Chopard L.U.C Pro One: Sub-Aquatic Class

Discover this exclusive extract from the Millenium Watch Book. L.U.C’s Pro One watch, water-resistant to 300m, simply had to be more elegant, refined and sophisticated than any other dive watch of the 2000s

Chopard’s L.U.C collection is destined to include only the most sophisticated watches, and sports — of which diving is perhaps one of the most extreme — aren’t a very promising field in that respect. Or at least they weren’t, until the brand dipped a toe into those waters with its Pro One. While the piece definitely had all the trappings of a dive watch, it also managed to feature all the refinements Chopard traditionally provided for this very special collection. For instance, the hour-markers featured a very distinctive design echoing that of the compass rose engraved on the back, with the tip of the hours hand receiving similar treatment. The minutes hand was a slimmed-down version of the Dauphine-type hands that have been a permanent hallmark of the L.U.C style. 

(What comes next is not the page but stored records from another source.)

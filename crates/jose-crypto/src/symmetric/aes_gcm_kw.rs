//! Key wrapping with AES-GCM (RFC 7518, section 4.7).

use super::aes_gcm::{self, generate_iv};
use crate::errors::Error;

/// A key encrypted with AES-GCM together with the IV and tag carried in the header.
#[derive(Debug, Clone, PartialEq, Eq)]
pub struct GcmWrappedKey {
    pub encrypted_key: Vec<u8>,
    pub iv: Vec<u8>,
    pub tag: Vec<u8>,
}

/// Wrap `key` under `kek` with a fresh random IV and an empty AAD.
pub fn wrap(kek: &[u8], key: &[u8]) -> Result<GcmWrappedKey, Error> {
    let iv = generate_iv()?;
    let (encrypted_key, tag) = aes_gcm::encrypt(kek, &iv, &[], key)?;
    Ok(GcmWrappedKey { encrypted_key, iv, tag })
}

pub fn unwrap(kek: &[u8], encrypted_key: &[u8], iv: &[u8], tag: &[u8]) -> Result<Vec<u8>, Error> {
    aes_gcm::decrypt(kek, iv, &[], encrypted_key, tag)
}

#[cfg(test)]
mod tests {
    use super::*;

    #[test]
    fn test_wrap_uses_fresh_iv() {
        let kek = [4u8; 24];
        let a = wrap(&kek, &[1u8; 32]).unwrap();
        let b = wrap(&kek, &[1u8; 32]).unwrap();
        assert_ne!(a.iv, b.iv);
        assert_eq!(a.iv.len(), 12);
        assert_eq!(a.tag.len(), 16);
        assert_eq!(a.encrypted_key.len(), 32);
    }

    #[test]
    fn test_round_trip_and_tamper() {
        for len in [16, 24, 32] {
            let kek = vec![5u8; len];
            let wrapped = wrap(&kek, &[6u8; 16]).unwrap();
            assert_eq!(unwrap(&kek, &wrapped.encrypted_key, &wrapped.iv, &wrapped.tag).unwrap(), [6u8; 16]);

            let mut tag = wrapped.tag.clone();
            tag[0] ^= 0xff;
            assert_eq!(
                unwrap(&kek, &wrapped.encrypted_key, &wrapped.iv, &tag),
                Err(Error::Decryption)
            );
        }
    }
}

The centre of the dial featured a stamped, stylised wave pattern, surrounded by the collection’s signature snailed motif. Much of the creative effort focused on the bezel: single-piece, insert-free and made of steel, it was relief-engraved. The latter technique means that rather than cutting into the material to delineate the numbers and hour-markers, Chopard lowered the surrounding metal, leaving the indicators raised above its surface. All the relief elements were polished, while the surface beneath was finely sandblasted to create contrast. The case frame was polished and as such encapsulated L.U.C’s entire style philosophy for this piece: creating a dress dive watch. In the history of sports watches, it was thus quite an early attempt at hybridisation.


Chopard gave the piece all the characteristics of a really professional dive watch: a differentiated colour scheme, a screwdown crown complete with crown guard, along with a 300-metre depth rating. The brand went so far as to create a rubber strap with a new motif identical to the one on the dial, as well as a steel bracelet. This creation was not used again, even though such accessories — of which the complexity is always underestimated — often are. With a diameter of 42 millimetres, the L.U.C Pro One was a large-ish watch at the time it was launched in 2002, but soon appeared small compared to the leviathans that were to emerge from beneath the waves in subsequent years. 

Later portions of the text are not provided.